I also want to point to the change in rents since 2007.  It has been level among owners but very high among renters.  This is a complex issue, but I believe that as I work through the details in this series, I will show that both our owner-friendly tax policies, and the severe supply shock that has devastated the housing sector since 2007, create rent inflation that falls specifically on renters.  Owners took a big hit through capital gains losses after 2005.  But, the hit to real incomes has been much heavier on renters than on owners, mostly because tax policies and the supply shock create outsized inflation on tenant rental expenses.

The solutions to this problem are (1) to allow mortgage credit to flow and home prices to rise and (2) to eliminate taxes on capital.  Don't hold your breath.

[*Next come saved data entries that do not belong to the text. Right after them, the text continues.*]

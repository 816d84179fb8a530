use crate::remote::Remote;
use crate::terminal::{commands, Terminal};
use anyhow::{Context, Error as Anyhow};
use clap::Parser;
use lib::{game::Game, lichess::Challenge};
use std::io::stdout;
use tokio::io::stdin;
use tracing::instrument;

/// Plays a game of Atomic chess against the computer.
///
/// Pick a square then another to move, or type moves in coordinate notation.
#[derive(Debug, Default, Parser)]
#[clap(disable_help_flag = true, disable_version_flag = true)]
pub struct Play {
    /// The challenge configuration.
    #[clap(short, long, default_value_t)]
    challenge: Challenge,
}

impl Play {
    #[instrument(level = "trace", skip(self, remote), err)]
    pub async fn execute(self, remote: Remote) -> Result<(), Anyhow> {
        let token = remote.token().await?;
        let view = Terminal::new(stdout());

        let mut game = Game::start(
            remote.service(),
            token,
            &self.challenge,
            remote.reconciler(),
            view,
        )
        .await
        .context("failed to create the game")?;

        game.run(commands(stdin())).await;
        Ok(())
    }
}
use crate::chess::{Move, Square};
use crate::input::Selection;
use crate::lichess::{Challenge, Event, Service, ServiceError};
use crate::reconcile::Reconciler;
use crate::session::{Session, Token};
use crate::status::Status;
use crate::view::View;
use derive_more::{Display, Error};
use futures_util::{pin_mut, Stream, StreamExt};
use std::str::FromStr;
use tokio::{select, time::sleep_until, time::Instant};
use tracing::{debug, info, instrument, warn};

/// An instruction given by the player.
#[derive(Debug, Display, Copy, Clone, Eq, PartialEq, Hash)]
#[cfg_attr(test, derive(test_strategy::Arbitrary))]
pub enum Command {
    /// Picks a [`Square`] on the board.
    #[display(fmt = "{}", _0)]
    Select(Square),

    /// Plays a [`Move`] entered in full.
    #[display(fmt = "{}", _0)]
    Play(Move),

    /// Resigns the game.
    #[display(fmt = "resign")]
    Resign,

    /// Aborts the game.
    #[display(fmt = "abort")]
    Abort,
}

/// The reason why parsing [`Command`] failed.
#[derive(Debug, Display, Clone, Eq, PartialEq, Error)]
#[display(fmt = "`{}` is neither a square, a move, `resign` nor `abort`", _0)]
pub struct ParseCommandError(#[error(not(source))] pub String);

impl FromStr for Command {
    type Err = ParseCommandError;

    fn from_str(s: &str) -> Result<Self, Self::Err> {
        let error = || ParseCommandError(s.into());

        match s.trim() {
            "resign" => Ok(Command::Resign),
            "abort" => Ok(Command::Abort),
            t if t.len() == 2 => Ok(Command::Select(t.parse().map_err(|_| error())?)),
            t => Ok(Command::Play(t.parse().map_err(|_| error())?)),
        }
    }
}

/// A game played or watched on a remote game server.
#[derive(Debug)]
pub struct Game<S: Service, V: View> {
    service: S,
    session: Session,
    reconciler: Reconciler,
    selection: Option<Selection>,
    view: V,
}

But, how to square this with the rise in subprime lending?  I suspect that there isn't that much of a correlation between subprime and incomes.  My mortgage wasn't "subprime", but I was self-employed with variable income.  So, getting a conventional mortgage was especially hard, relative to what it should have been.  How much of the subprime market was going to these kinds of households?  Or high income households investing in second homes for rental income?  I think it is plausible that the subprime boom was mostly related to high income households with unusual income profiles.  They would have unusually high default risk, even though their incomes would be high.  And, the added value (after tax) of homeownership in a tax-friendly, low interest context, would lead those households, reasonably, to take on the risk of leveraged home ownership.

Next, I will look at debt levels from SCF.

2 comments:

  1. Great series. What might help you understand the crisis is to keep in the back of your mind the following thoughts: money is largely neutral, except in the very short term; the Fed follows the market as much as the market follows the Fed, and, most importantly, the economy is nonlinear and largely a Markov chain. If you have difficulty believing this, consider yourself like a classical physicist who is confronted with modern physics theory... it's quite unsettling indeed.

    ReplyDelete
    Replies
    1. Thanks Ray.

      All good points. I totally agree about the Fed following the market. But, I think that is why thinking of monetary policy in terms of interest rates is so problematic. In 2006, the Fed could pretty much push currency growth wherever they wanted it to be.